-- Data to process follows --

use std::collections::BTreeMap;
use std::fmt;
use std::str::FromStr;

use crate::RouterId;

/// Link or path cost. Finite costs order below `Infinite`, so the derived
/// ordering is the one Bellman-Ford needs.
#[derive(Debug, Clone, Copy, PartialEq, Eq, PartialOrd, Ord, Hash)]
pub enum Cost {
    Finite(u32),
    Infinite,
}

impl Cost {
    pub fn is_infinite(&self) -> bool {
        matches!(self, Cost::Infinite)
    }

    /// Path concatenation: infinite absorbs, finite overflow saturates.
    pub fn saturating_add(self, other: Cost) -> Cost {
        match (self, other) {
            (Cost::Finite(a), Cost::Finite(b)) => Cost::Finite(a.saturating_add(b)),
            _ => Cost::Infinite,
        }
    }
}

impl fmt::Display for Cost {
    fn fmt(&self, f: &mut fmt::Formatter<'_>) -> fmt::Result {
        match self {
            Cost::Finite(c) => write!(f, "{}", c),
            Cost::Infinite => write!(f, "infinity"),
        }
    }
}

impl FromStr for Cost {
    type Err = std::num::ParseIntError;

    fn from_str(s: &str) -> Result<Self, Self::Err> {
        if s == "infinity" {
            Ok(Cost::Infinite)
        } else {
            Ok(Cost::Finite(s.parse()?))
        }
    }
}

/// Current best route to one destination.
#[derive(Debug, Clone, PartialEq, Eq)]
pub struct RouteEntry {
    pub next_hop: RouterId,
    pub cost: Cost,
}

/// Best route per destination, one entry for every node of the universe
/// including the origin router itself.
#[derive(Debug, Clone)]
pub struct RoutingTable {
    origin: RouterId,
    entries: BTreeMap<RouterId, RouteEntry>,
}

impl RoutingTable {
    /// Build the initial table: self = (self, 0), each configured neighbor
    /// at its link cost, every other node unreachable.
    pub fn new(origin: RouterId, universe: &[RouterId], links: &[(RouterId, u32)]) -> Self {
        let mut entries: BTreeMap<RouterId, RouteEntry> = universe
            .iter()
            .map(|node| {
                (
                    node.clone(),
                    RouteEntry {
                        next_hop: node.clone(),
                        cost: Cost::Infinite,
                    },
                )
            })
            .collect();

        for (neighbor, cost) in links {
            entries.insert(
                neighbor.clone(),
                RouteEntry {
                    next_hop: neighbor.clone(),
                    cost: Cost::Finite(*cost),
                },
            );
        }

        entries.insert(
            origin.clone(),
            RouteEntry {
                next_hop: origin.clone(),
                cost: Cost::Finite(0),
            },
        );

        Self { origin, entries }
    }

    pub fn origin(&self) -> &RouterId {
        &self.origin
    }

    pub fn get(&self, dest: &RouterId) -> Option<&RouteEntry> {
        self.entries.get(dest)
    }

    /// Cost to a destination, `Infinite` for nodes outside the universe.
    pub fn cost(&self, dest: &RouterId) -> Cost {
        self.entries
            .get(dest)
            .map(|entry| entry.cost)
            .unwrap_or(Cost::Infinite)
    }

    pub fn set(&mut self, dest: RouterId, next_hop: RouterId, cost: Cost) {
        self.entries.insert(dest, RouteEntry { next_hop, cost });
    }

    pub fn iter(&self) -> impl Iterator<Item = (&RouterId, &RouteEntry)> {
        self.entries.iter()
    }

    pub fn len(&self) -> usize {
        self.entries.len()
    }

    pub fn is_empty(&self) -> bool {
        self.entries.is_empty()
    }
}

-- Data to process concluded --

* **What this task involves**
Search the entries for the string "other" and collect each line that has it.

* **Solution to the problem**
    pub fn saturating_add(self, other: Cost) -> Cost {
        match (self, other) {
    /// at its link cost, every other node unreachable.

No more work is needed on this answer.